Spring break season, and my feed is full of "glowcation" packages. Costa Rica. Bali. The Riviera Maya. Seven days of lymphatic drainage massages, IV vitamin cocktails, and HydraFacials — all packaged with a jungle bungalow and a private chef. The pitch is irresistible: come exhausted, leave luminous. Prices start around $3,500 and climb past $8,000 for the premium tier.
I've been a fixer long enough to know that when an industry tells you it's giving you something, it's worth asking who's being given *to*.
Here's the math nobody puts in the brochure. In Bali, the average hospitality worker earns roughly $200–$350 a month. A glowcation guest might spend that in a single afternoon treatment session. That's not a critique of the guest — it's a structural observation. The local massage therapist enabling the "authentic Balinese healing experience" extracts labor at rates set by a distant wellness brand whose marketing budget exceeds her annual salary. The resort markets her culture. She does not own that narrative. She does not set the price.
In Costa Rica, a week-long glowcation package costs several times what the nutritionist who designs the meal plan earns in a month.
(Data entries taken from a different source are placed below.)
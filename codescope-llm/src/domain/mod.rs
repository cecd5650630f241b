pub mod error;
pub mod reviewer;

pub use error::*;
pub use reviewer::*;
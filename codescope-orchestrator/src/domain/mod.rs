pub mod acquisition;
pub mod progress;

pub use acquisition::*;
pub use progress::*;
The model is simple: import affluent bodies, apply local labor at margin rates, export the story as "immersive wellness." The airline, the IV drip brand, the booking platform — they all clip the ticket. [The community absorbs the crowding, the housing inflation, the water pressure drop when the resort fills its hydrotherapy pools.](https://globalglimpses.blog/posts/tourist-taxes-2026-what-a-city-invoice-is-trying-to-tell-us)
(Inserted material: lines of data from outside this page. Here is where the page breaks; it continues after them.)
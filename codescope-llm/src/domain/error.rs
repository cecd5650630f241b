//! Reviewer error types
//!
//! Typed errors for model reviewer calls, classified so wrappers know which
//! failures are worth retrying.

use std::time::Duration;

use thiserror::Error;

/// Model reviewer error
#[derive(Debug, Error)]
pub enum ReviewerError {
    /// Authentication failed (invalid API key, expired token, etc.)
    #[error("Authentication failed: {0}")]
    Authentication(String),

    /// Rate limited by the provider
    #[error("Rate limited: {message}")]
    RateLimited {
        /// Seconds to wait before retrying (if provided)
        retry_after: Option<u64>,
        message: String,
    },

    /// Request was rejected (bad parameters, too many tokens, etc.)
    #[error("Invalid request: {0}")]
    InvalidRequest(String),

    /// Network/connection error
    #[error("Network error: {0}")]
    Network(String),

    /// Request timed out
    #[error("Request timed out")]
    Timeout,

    /// Service temporarily unavailable (HTTP 5xx)
    #[error("Service unavailable: {0}")]
    ServiceUnavailable(String),

    /// Provider returned something that is not a completion
    #[error("Invalid response: {0}")]
    InvalidResponse(String),

    /// Reviewer is not usable with the current configuration
    #[error("Configuration error: {0}")]
    Configuration(String),
}

impl ReviewerError {
    /// Check if this error is retryable
    pub fn is_retryable(&self) -> bool {
        matches!(
            self,
            ReviewerError::RateLimited { .. }
                | ReviewerError::Network(_)
                | ReviewerError::Timeout
                | ReviewerError::ServiceUnavailable(_)
        )
    }

    /// Get retry-after duration if available
    pub fn retry_after(&self) -> Option<Duration> {
        match self {
            ReviewerError::RateLimited { retry_after, .. } => {
                retry_after.map(Duration::from_secs)
            }
            _ => None,
        }
    }

    pub fn rate_limited(message: impl Into<String>, retry_after: Option<u64>) -> Self {
        Self::RateLimited {
            retry_after,
            message: message.into(),
        }
    }

    pub fn network(message: impl Into<String>) -> Self {
        Self::Network(message.into())
    }
}

impl From<reqwest::Error> for ReviewerError {
    fn from(err: reqwest::Error) -> Self {
        if err.is_timeout() {
            ReviewerError::Timeout
        } else if err.is_connect() {
            ReviewerError::Network(format!("Connection failed: {}", err))
        } else if err.is_decode() {
            ReviewerError::InvalidResponse(err.to_string())
        } else {
            ReviewerError::Network(err.to_string())
        }
    }
}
What the industry calls "wellness tourism," I'd call extraction wearing linen.
I'm not interested in puritanism here. Wanting to feel good isn't a crime. But there's a difference between the travel industry selling you rest and it selling you a performance of rest — "the glow" as an aesthetic to be documented and posted. When your vacation becomes content, you're not recovering from the attention economy. You're extending your shift in it. [This is the core trap that cities everywhere are working against](https://globalglimpses.blog/posts/la-paz-over-machu-picchu-a-city-that-refuses-to-perform-for-you).
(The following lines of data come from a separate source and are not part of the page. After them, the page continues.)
//! Configuration validation module

use crate::config::{
    AnalysisConfig, Config, DatabaseConfig, GitConfig, LoggingConfig, ReviewerConfig,
    RetryConfigSerializable,
};

/// Trait for validating configuration sections
pub trait Validate {
    fn validate(&self) -> Result<(), ValidationError>;
}

/// Configuration validation error
#[derive(Debug, thiserror::Error)]
pub enum ValidationError {
    #[error("Logging configuration error: {message}")]
    Logging { message: String },

    #[error("Database configuration error: {message}")]
    Database { message: String },

    #[error("Reviewer configuration error: {message}")]
    Reviewer { message: String },

    #[error("Analysis configuration error: {message}")]
    Analysis { message: String },

    #[error("Git configuration error: {message}")]
    Git { message: String },
}

impl ValidationError {
    pub fn logging(message: impl Into<String>) -> Self {
        Self::Logging {
            message: message.into(),
        }
    }

    pub fn database(message: impl Into<String>) -> Self {
        Self::Database {
            message: message.into(),
        }
    }

    pub fn reviewer(message: impl Into<String>) -> Self {
        Self::Reviewer {
            message: message.into(),
        }
    }

    pub fn analysis(message: impl Into<String>) -> Self {
        Self::Analysis {
            message: message.into(),
        }
    }

    pub fn git(message: impl Into<String>) -> Self {
        Self::Git {
            message: message.into(),
        }
    }
}

impl Validate for LoggingConfig {
    fn validate(&self) -> Result<(), ValidationError> {
        if !matches!(self.format.as_str(), "json" | "pretty") {
            return Err(ValidationError::logging(format!(
                "Log format must be 'json' or 'pretty', got: {}",
                self.format
            )));
        }

        if self.level.trim().is_empty() {
            return Err(ValidationError::logging("Log level cannot be empty"));
        }

        Ok(())
    }
}

impl Validate for DatabaseConfig {
    fn validate(&self) -> Result<(), ValidationError> {
        if self.url.is_empty() {
            return Err(ValidationError::database("Database URL cannot be empty"));
        }

        if self.max_connections == 0 {
            return Err(ValidationError::database(
                "max_connections must be greater than 0",
            ));
        }

        if self.connect_timeout_seconds == 0 {
            return Err(ValidationError::database(
                "Connect timeout must be greater than 0 seconds",
            ));
        }

        Ok(())
    }
}

impl Validate for RetryConfigSerializable {
    fn validate(&self) -> Result<(), ValidationError> {
        if self.max_attempts == 0 {
            return Err(ValidationError::reviewer(
                "retry.max_attempts must be at least 1",
            ));
        }

        if !self.backoff_multiplier.is_finite() || self.backoff_multiplier < 1.0 {
            return Err(ValidationError::reviewer(format!(
                "retry.backoff_multiplier must be a finite number >= 1.0, got {}",
                self.backoff_multiplier
            )));
        }

        if self.initial_delay_ms > self.max_delay_ms {
            return Err(ValidationError::reviewer(
                "retry.initial_delay_ms cannot exceed retry.max_delay_ms",
            ));
        }

        Ok(())
    }
}

impl Validate for ReviewerConfig {
    fn validate(&self) -> Result<(), ValidationError> {
        if !self.base_url.starts_with("http://") && !self.base_url.starts_with("https://") {
            return Err(ValidationError::reviewer(format!(
                "base_url must start with http:// or https://, got: {}",
                self.base_url
            )));
        }

        if self.model.trim().is_empty() {
            return Err(ValidationError::reviewer("Model name cannot be empty"));
        }

        if self.timeout_seconds == 0 {
            return Err(ValidationError::reviewer(
                "Timeout must be greater than 0 seconds",
            ));
        }

        self.retry.validate()
    }
}

impl Validate for AnalysisConfig {
    fn validate(&self) -> Result<(), ValidationError> {
        if self.batch_size == 0 {
            return Err(ValidationError::analysis("batch_size must be greater than 0"));
        }

        if self.max_chars_per_file == 0 {
            return Err(ValidationError::analysis(
                "max_chars_per_file must be greater than 0",
            ));
        }

        if self.max_concurrent_runs == 0 {
            return Err(ValidationError::analysis(
                "max_concurrent_runs must be greater than 0",
            ));
        }

        if self.poll_interval_seconds == 0 {
            return Err(ValidationError::analysis(
                "poll_interval_seconds must be greater than 0",
            ));
        }

        Ok(())
    }
}

impl Validate for GitConfig {
    fn validate(&self) -> Result<(), ValidationError> {
        if self.fetch_timeout_seconds == 0 {
            return Err(ValidationError::git(
                "fetch_timeout_seconds must be greater than 0",
            ));
        }

        if let Some(root) = &self.local_root
            && !root.is_absolute()
        {
            return Err(ValidationError::git(format!(
                "local_root must be an absolute path, got {}",
                root.display()
            )));
        }

        Ok(())
    }
}

impl Validate for Config {
    fn validate(&self) -> Result<(), ValidationError> {
        self.logging.validate()?;
        self.database.validate()?;
        self.reviewer.validate()?;
        self.analysis.validate()?;
        self.git.validate()?;
        Ok(())
    }
}

#[cfg(test)]
mod tests {
    use super::*;

    #[test]
    fn test_default_config_is_valid() {
        assert!(Config::default().validate().is_ok());
    }

    #[test]
    fn test_analysis_config_validation() {
        let valid = AnalysisConfig::default();
        assert!(valid.validate().is_ok());

        let invalid = AnalysisConfig {
            batch_size: 0,
            ..valid.clone()
        };
        assert!(invalid.validate().is_err());

        let invalid = AnalysisConfig {
            max_concurrent_runs: 0,
            ..valid
        };
        assert!(invalid.validate().is_err());
    }

    #[test]
    fn test_reviewer_config_validation() {
        let valid = ReviewerConfig::default();
        assert!(valid.validate().is_ok());

        let invalid = ReviewerConfig {
            model: "  ".to_string(),
            ..valid.clone()
        };
        assert!(invalid.validate().is_err());

        let invalid = ReviewerConfig {
            base_url: "ftp://models.internal".to_string(),
            ..valid.clone()
        };
        assert!(invalid.validate().is_err());

        let mut invalid = valid;
        invalid.retry.backoff_multiplier = 0.5;
        assert!(invalid.validate().is_err());
    }

    #[test]
    fn test_backoff_multiplier_must_be_finite() {
        for multiplier in [f64::NAN, f64::INFINITY, f64::NEG_INFINITY] {
            let mut config = ReviewerConfig::default();
            config.retry.backoff_multiplier = multiplier;
            assert!(config.validate().is_err(), "accepted {multiplier}");
        }

        let mut config = ReviewerConfig::default();
        config.retry.backoff_multiplier = 1.0;
        assert!(config.validate().is_ok());
    }

    #[test]
    fn test_git_local_root_must_be_absolute() {
        let valid = GitConfig {
            local_root: Some(std::path::PathBuf::from("/srv/repos")),
            ..GitConfig::default()
        };
        assert!(valid.validate().is_ok());

        let invalid = GitConfig {
            local_root: Some(std::path::PathBuf::from("repos")),
            ..GitConfig::default()
        };
        assert!(invalid.validate().is_err());
    }

    #[test]
    fn test_logging_format_validation() {
        let invalid = LoggingConfig {
            level: "info".to_string(),
            format: "xml".to_string(),
        };
        assert!(invalid.validate().is_err());
    }
}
A decade working press in places that didn't know they were beautiful taught me something: real wellness in travel isn't a treatment. It's time. Unstructured, uncurated time. [Sitting in a bus station in Oaxaca watching how people actually move.](https://globalglimpses.blog/posts/provincial-bus-stations-where-a-country-introduces-itself) [A café in Tbilisi where nobody is performing for anyone.](https://globalglimpses.blog/posts/barcelona-merienda-the-afternoon-meal-that-keeps-a-city-human) A market in La Paz where the woman selling potatoes has been doing it since before the concept of "wellness" was monetized.
That costs nothing. It gives you everything. And nobody can package it into a seven-night minimum.
Real wellness? Watch how a place actually lives. The glow comes free.